Restricted Arrays

Overview

The restricted arrays functionality is designed to provide users with further options for how data is distributed among processors by allowing them to reduce the total number of processors that actually have data and also by allowing users to remap which data blocks go to which processors. There are two calls that allow users to create restricted arrays; both must be used with the new interface for creating arrays. This requires that users must first create an array handle using the ga_create_handle call and then apply properties to the handle using different ga_set calls. The two calls that allow users to create restricted arrays are ga_set_restricted and ga_set_restricted_range. The first call is more general, the second is a convenience call that allows users to create restricted arrays on a contiguous set of processors.

Both calls allow users to restrict the data in a global array to a subset of available processors. The set ga_set_restricted call has two arguments, nproc, and an array list of size nproc. Nproc represents the number of processors that are supposed to contain data and list is an array of the processor IDs that contain data. For the array shown in Figure 8, the problem is run on 36 processors but for nproc=4 and list=[8,9,15,21] only the processors shown in the figure will have data. The array will be decomposed assuming that it is distributed amongst only 4 processors so it will be broken up using either a 2x2, 1x4, or 4x1 decomposition. The block that would normally be mapped to process 0 in a 4 processor decomposition will go to process 8, the data that would map to process 1 will go to process 9, etc. This functionality can be used to create global arrays that have data limited to a small set of processors but which are visible to all processors.

_images/GAon36Processors.png

Figure 8: A global array distributed on 36 processors. If nproc=4 and list = [8,9,15,21] then only the shaded processor will contain data. The array will be decomposed into 4 blocks.

The restricted array capability can also be used to alter the default distribution of data. This is ordinarily done in a column major way on the processor grid so that a global array created on 16 processors that has been decomposed into a 4x4 grid of data blocks would have data mapped out as shown in Figure 9. The first column of blocks is assigned to processes 0-3, the second to processes 4-7, etc.

_images/GAon16Processors.png

Figure 9: Standard data distribution for a global array created on 16 processors and decomposed into a 4x4 grid of data blocks.
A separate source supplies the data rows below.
//! Namespace model for the CCI v1 API
//!
//! Auto-generated from model definition: cci/v1/Namespace
//!
//! DO NOT EDIT MANUALLY - regenerate with cirrus-codegen

use std::fmt;

use super::{NamespaceMetadata, NamespaceStatus};
use serde::{Deserialize, Serialize};

/// Namespace in Cloud Container Instance.
#[derive(Debug, Clone, PartialEq, Serialize, Deserialize)]
pub struct Namespace {
    /// API version of the object.
    #[serde(rename = "apiVersion", skip_serializing_if = "Option::is_none")]
    pub api_version: Option<String>,
    /// Object kind, always Namespace.
    #[serde(skip_serializing_if = "Option::is_none")]
    pub kind: Option<String>,
    pub metadata: NamespaceMetadata,
    #[serde(skip_serializing_if = "Option::is_none")]
    pub status: Option<NamespaceStatus>,
}

impl Namespace {
    /// Creates a new `Namespace`
    pub fn new(metadata: NamespaceMetadata) -> Self {
        Self {
            api_version: None,
            kind: None,
            metadata,
            status: None,
        }
    }

    pub fn with_api_version(mut self, api_version: String) -> Self {
        self.api_version = Some(api_version);
        self
    }

    pub fn with_kind(mut self, kind: String) -> Self {
        self.kind = Some(kind);
        self
    }

    pub fn with_status(mut self, status: NamespaceStatus) -> Self {
        self.status = Some(status);
        self
    }
}

impl fmt::Display for Namespace {
    fn fmt(&self, f: &mut fmt::Formatter<'_>) -> fmt::Result {
        cirrus_core::model::describe(f, "Namespace", self)
    }
}
pub mod model;
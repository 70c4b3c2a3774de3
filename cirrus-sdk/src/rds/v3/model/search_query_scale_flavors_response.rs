//! SearchQueryScaleFlavorsResponse model for the RDS v3 API
//!
//! Auto-generated from model definition: rds/v3/SearchQueryScaleFlavorsResponse
//!
//! DO NOT EDIT MANUALLY - regenerate with cirrus-codegen

use std::fmt;

use super::Computes;
use serde::{Deserialize, Serialize};

/// Response object
#[derive(Debug, Clone, Default, PartialEq, Serialize, Deserialize)]
pub struct SearchQueryScaleFlavorsResponse {
    /// Compute flavor groups the instance can be scaled to.
    #[serde(skip_serializing_if = "Option::is_none")]
    pub compute_flavor_groups: Option<Vec<Computes>>,
    /// HTTP status code of the response (not part of the payload)
    #[serde(skip)]
    pub http_status_code: u16,
}

impl SearchQueryScaleFlavorsResponse {
    /// Creates a new `SearchQueryScaleFlavorsResponse`
    pub fn new() -> Self {
        Self::default()
    }

    pub fn with_compute_flavor_groups(mut self, compute_flavor_groups: Vec<Computes>) -> Self {
        self.compute_flavor_groups = Some(compute_flavor_groups);
        self
    }
}

impl fmt::Display for SearchQueryScaleFlavorsResponse {
    fn fmt(&self, f: &mut fmt::Formatter<'_>) -> fmt::Result {
        cirrus_core::model::describe(f, "SearchQueryScaleFlavorsResponse", self)
    }
}
//! Helpers shared by the generated SDK models

use std::fmt;

use serde::Serialize;

/// Write a model as `"<name> <json>"`
///
/// Falls back to `"<name> struct{}"` when the model cannot be serialized.
pub fn describe<T: Serialize + ?Sized>(
    f: &mut fmt::Formatter<'_>,
    name: &str,
    model: &T,
) -> fmt::Result {
    match serde_json::to_string(model) {
        Ok(json) => write!(f, "{} {}", name, json),
        Err(_) => write!(f, "{} struct{{}}", name),
    }
}

#[cfg(test)]
mod tests {
    use super::*;
    use serde::ser::{Error, Serializer};
    use std::collections::BTreeMap;

    struct Tagged(BTreeMap<&'static str, &'static str>);

    impl fmt::Display for Tagged {
        fn fmt(&self, f: &mut fmt::Formatter<'_>) -> fmt::Result {
            describe(f, "Tagged", &self.0)
        }
    }

    struct Broken;

    impl Serialize for Broken {
        fn serialize<S: Serializer>(&self, _serializer: S) -> Result<S::Ok, S::Error> {
            Err(S::Error::custom("unserializable"))
        }
    }

    impl fmt::Display for Broken {
        fn fmt(&self, f: &mut fmt::Formatter<'_>) -> fmt::Result {
            describe(f, "Broken", self)
        }
    }

    #[test]
    fn test_describe_renders_json() {
        let tagged = Tagged([("status", "active")].into_iter().collect());
        assert_eq!(tagged.to_string(), r#"Tagged {"status":"active"}"#);
    }

    #[test]
    fn test_describe_falls_back_on_error() {
        assert_eq!(Broken.to_string(), "Broken struct{}");
    }
}
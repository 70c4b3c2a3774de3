//! NamespaceLabels model for the CCI v1 API
//!
//! Auto-generated from model definition: cci/v1/NamespaceLabels
//!
//! DO NOT EDIT MANUALLY - regenerate with cirrus-codegen

use std::fmt;

use serde::{Deserialize, Serialize};

/// `NamespaceLabels`
#[derive(Debug, Clone, Default, PartialEq, Serialize, Deserialize)]
pub struct NamespaceLabels {
    /// Enterprise project the namespace belongs to.
    #[serde(rename = "sys_enterprise_project_id", skip_serializing_if = "Option::is_none")]
    pub enterprise_project_id: Option<String>,
    /// Set to true when RBAC is enabled for the namespace.
    #[serde(rename = "rbac.authorization.k8s.io/enable", skip_serializing_if = "Option::is_none")]
    pub rbac_enabled: Option<String>,
}

impl NamespaceLabels {
    /// Creates a new `NamespaceLabels`
    pub fn new() -> Self {
        Self::default()
    }

    pub fn with_enterprise_project_id(mut self, enterprise_project_id: String) -> Self {
        self.enterprise_project_id = Some(enterprise_project_id);
        self
    }

    pub fn with_rbac_enabled(mut self, rbac_enabled: String) -> Self {
        self.rbac_enabled = Some(rbac_enabled);
        self
    }
}

impl fmt::Display for NamespaceLabels {
    fn fmt(&self, f: &mut fmt::Formatter<'_>) -> fmt::Result {
        cirrus_core::model::describe(f, "NamespaceLabels", self)
    }
}
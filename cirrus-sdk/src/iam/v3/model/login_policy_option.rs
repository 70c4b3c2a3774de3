//! LoginPolicyOption model for the IAM v3 API
//!
//! Auto-generated from model definition: iam/v3/LoginPolicyOption
//!
//! DO NOT EDIT MANUALLY - regenerate with cirrus-codegen

use std::fmt;

use serde::{Deserialize, Serialize};

/// `LoginPolicyOption`
#[derive(Debug, Clone, PartialEq, Serialize, Deserialize)]
pub struct LoginPolicyOption {
    /// Accounts unused for this many days are disabled.
    pub account_validity_period: i32,
    /// Custom message shown on the login page.
    pub custom_info_for_login: String,
    /// Account lockout duration in minutes, in the range [15,30].
    pub lockout_duration: i32,
    /// Failed logins allowed within the failure period, in the range [3,10].
    pub login_failed_times: i32,
    /// Length of the login failure period in minutes, in the range [15,60].
    pub period_with_login_failures: i32,
    /// Login session timeout in minutes, in the range [15,1440].
    pub session_timeout: i32,
    /// Whether to show the most recent login information.
    pub show_recent_login_info: bool,
}

impl LoginPolicyOption {
    /// Creates a new `LoginPolicyOption`
    pub fn new(account_validity_period: i32, custom_info_for_login: String, lockout_duration: i32, login_failed_times: i32, period_with_login_failures: i32, session_timeout: i32, show_recent_login_info: bool) -> Self {
        Self {
            account_validity_period,
            custom_info_for_login,
            lockout_duration,
            login_failed_times,
            period_with_login_failures,
            session_timeout,
            show_recent_login_info,
        }
    }
}

impl fmt::Display for LoginPolicyOption {
    fn fmt(&self, f: &mut fmt::Formatter<'_>) -> fmt::Result {
        cirrus_core::model::describe(f, "LoginPolicyOption", self)
    }
}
Figure 10 shows an alternative distribution that could be achieved using restricted arrays and setting the list array to [0,1,4,5,2,3,6,7,8,9,12,13,10,11,14,15]. This distribution might but useful for reducing intranode communication for multiprocessor nodes

_images/GAon16ProcessorsAlternative.png

Figure 10: An alternative distribution that could be achieved using restricted arrays. An array on 16 processors decomposed into a 4x4 grid of data blocks.

Restricted Arrays Operations

  • Fortran subroutine: ga_set_restricted(g_a, list, nproc)

  • C: void GA_Set_restricted(int g_a, int list[], int nproc)

  • C++: GA::GlobalArray::setRestricted(int list[], int nproc) const

This subroutine restricts data in the global array g_a to only the nproc processors listed in the array list. The value of nproc must be less than or equal to the number of available processors. If this call is used in conjunction with ga_set_irreg_distr, then the decomposition in the ga_set_irreg_distr call must be done assuming the number of processors used in the ga_set_restricted call. The data that would ordinarily get mapped to process 0 in an nproc distribution will get mapped to the processor in list[0], the data that would be mapped to process 1 will get mapped to list[1], etc. This can be used to restructure the data layout in a global array even if the value of nproc equals the total number of processors available.

  • Fortran subroutine: ga_set_restricted_range(g_a, list, nproc)

  • C: void GA_Set_restricted_range(int g_a, int lo_proc, int hi_proc)

  • C++: GA::GlobalArray::setRestrictedRange(int lo_proc, int hi_proc) const

This subroutine restricts data in the global array g_a to the processors beginning withlo_proc and ending with hi_proc. Both lo_proc and hi_proc must be less than or equal to the total number of processors available minus one (e.g., in the range [0,N-1] where N is the total number of processors) and lo_proc must be less than or equal to hi_proc. If lo_proc=0 and hi_proc=N-1 then this command has no effect on the data distribution. This call is equivalent to using the ga_set_restricted call where nprocs = hi_proc-lo_proc+1 and the array list contains the processors [lo_proc, hi_proc] in consecutive order.